Wednesday, we ventured out of tourist town to the north to meet Robin and Rowan for our backwater tour. After a bit of research, we found a taxi driver willing to fleece us a little less for the treat of driving us at breakneck pace to Alleppey. We hit the four-hour, the girls gossiping in the back and Dan making small attempts at mollifying conversation in the front. I had naively hoped we'd see a bit of Kerala's countryside on the way - a bit of the green and wonderful God's Own Country the Keralans advertise, but the road cut its way through village after town after village, each one full of activity. And so Kovalam became, Trivandrum, became Kollam, linked by a mad procession of beeping taxis and tuc tucs until we reached Alleppey. Far more interesting however, to see this urban sprawl than my imagined countryside and if I had been awake enough I would have written a list of all the things, big and small that struck me. It's such a good way to see a place and try and understand a little of what happens there, from the window of a car - sorry to promote this evil polluting way of getting around. We passed mosques at call-to-prayer time, temples, and churches; schools at the begining of the day with neatly dressed kids carrying huge back packs (Kerala's literacy rate is super good) We saw kingfishers and dogs and skinny cows with their young and fried bats on electricity power cables. Lots of adverts for the imminent arrival of Sri Sri Ravi Shankar, the big holy man from the north with the sparkling eyes. An elephant on the back of a truck, on his way to work, I suppose

So glad we chose Mr Pappachan's four wheel drive (another eco-no-no), when we reached Alleppey, despite his unique approach to customer relations. The road to Puppali, the backwater village where Robin and Rowan were waiting with our rice boat, was full of potholes. Mr Pappachan had previously demonstrated the excellent suspension of his vehicle by rocking the car furiously at a petrol station with the three of us still inside. Good entertainment for the petrol station attendants and a chance for us to see him smile for the first time.

The rice boat trip was memorable. The backwaters are a unique part of the land - for better description of the paddy fields and the communities that live there see Dan's blog. The boat we hired was spacious and came with a full crew and plentiful meals thrown in. We lounged around on the top deck in the sun and spied on the locals as we floated past. You're in that very odd predicament of wanting to simulaneously resist or succumb to the indolent, easy life of those who have things done for them. All feels very 19th century which again is something of a predicament. The modern twist is provided by the camera as you take photos of women washing, cleaning their teeth, carrying fish, on their way to church. (lots of cright wihte chruches in this area which was settled centuries ago by Syrian christians).
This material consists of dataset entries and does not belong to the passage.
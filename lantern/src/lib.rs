//! Overlay stack manager for popovers and modals.
//!
//! [`OverlayManager`] opens overlays from [`OverlayDescriptor`]s, keeps at
//! most one modal active, drives every overlay through its enter/exit
//! animations and routes document interaction and dismissal signals to the
//! overlays that should react.

pub mod action;
pub mod animator;
pub mod binding;
pub mod bridge;
pub mod config;
pub mod descriptor;
pub mod dispatch;
pub mod error;
pub mod instance;
pub mod manager;
pub mod prelude;
pub mod renderer;
pub mod transition;

pub use action::{ActionContext, ActionHandler, ActionMap, EventBindings, EventHandler};
pub use animator::{Animator, NoopAnimator, TimedAnimator};
pub use binding::{Binding, Properties, PropertyValue, ResolvedProperties, Value, display_value};
pub use bridge::{DismissSignal, SignalHub};
pub use config::ManagerConfig;
pub use descriptor::{
    ContentProvider, OverlayDescriptor, OverlayKind, OverlayOptions, Slot, SlotKind,
};
pub use dispatch::{ActionScope, DispatchOutcome, DispatchedAction};
pub use error::{OverlayError, extract_panic_message};
pub use instance::{OverlayHandle, OverlayId};
pub use manager::{OverlayManager, OverlayManagerBuilder};
pub use renderer::{DocumentRenderer, MountRequest, MountedContent, Renderer, TemplateRegistry};
pub use transition::{Completion, CompletionSignal, OverlayState};

pub use lantern_dom as dom;
pub mod document;
pub mod element;
pub mod event;

pub use document::{Document, BODY_ID};
pub use element::{
    collect_text, element_path, find_element, Content, Element, TextFn, ACTION_ATTR,
};
pub use event::{next_sequence, Event, EventKind, EventType, Key, Modifiers, PathEntry};
mod content;
mod node;

pub use content::{Content, TextFn};
pub use node::{Element, ACTION_ATTR};

/// Find an element by ID in the tree.
pub fn find_element<'a>(root: &'a Element, id: &str) -> Option<&'a Element> {
    if root.id == id {
        return Some(root);
    }

    for child in root.content.children() {
        if let Some(found) = find_element(child, id) {
            return Some(found);
        }
    }

    None
}

/// Collect the chain of elements from `root` down to the element with `id`.
///
/// The returned path is ordered target first, root last (bubbling order).
pub fn element_path<'a>(root: &'a Element, id: &str) -> Option<Vec<&'a Element>> {
    if root.id == id {
        return Some(vec![root]);
    }

    for child in root.content.children() {
        if let Some(mut path) = element_path(child, id) {
            path.push(root);
            return Some(path);
        }
    }

    None
}

/// Concatenate all text below an element, depth first.
pub fn collect_text(element: &Element) -> String {
    let mut out = String::new();
    push_text(element, &mut out);
    out
}

fn push_text(element: &Element, out: &mut String) {
    match &element.content {
        Content::None => {}
        Content::Text(text) => out.push_str(text),
        Content::Dynamic(text) => out.push_str(&text()),
        Content::Children(children) => {
            for child in children {
                push_text(child, out);
            }
        }
    }
}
We floated past a group of men burning some interesting piles of matter under a temple shaped structure. A funeral pyre? The men chatted with each other easily, talked on mobile phones. One of us took a photo.

We had a lovely lunch. Fish and dal and beetroot curry. The men cooked up a feast and then snoozed it off in the kitchen in the afternoon. We then went to the prawn market - one man and his wife and a vat full of huge, blue-veined tiger prawns fished from the rivers. For our tea.

Tea never came for us, of course. (see Dan's blog for more technicolour description). Instead, a memorably feverish night in our rice boat bedroom, delirious conversations with Dan, mournful trips upstairs to spend some precious minutes in the company of Robin and Rowan, lots of lime juice and salt from our boat boy doctors. The most effective travellers de-tox. I only call this entry Heart of Darkness as that's all i could think of at 5.30am when the local temple alarm clock began - amazing how far one man and a microphone can spread the word - and I'd been vomitting for 12 hours straight. But, the sunlight on the far shore was beautiful and I could just about see a woman starting the endless cycle of washing. A fushia pink sari against the green of the bush. And then I felt bad for thinking of horrific journeys up fetid unknown rivers, as this really was a lovely place.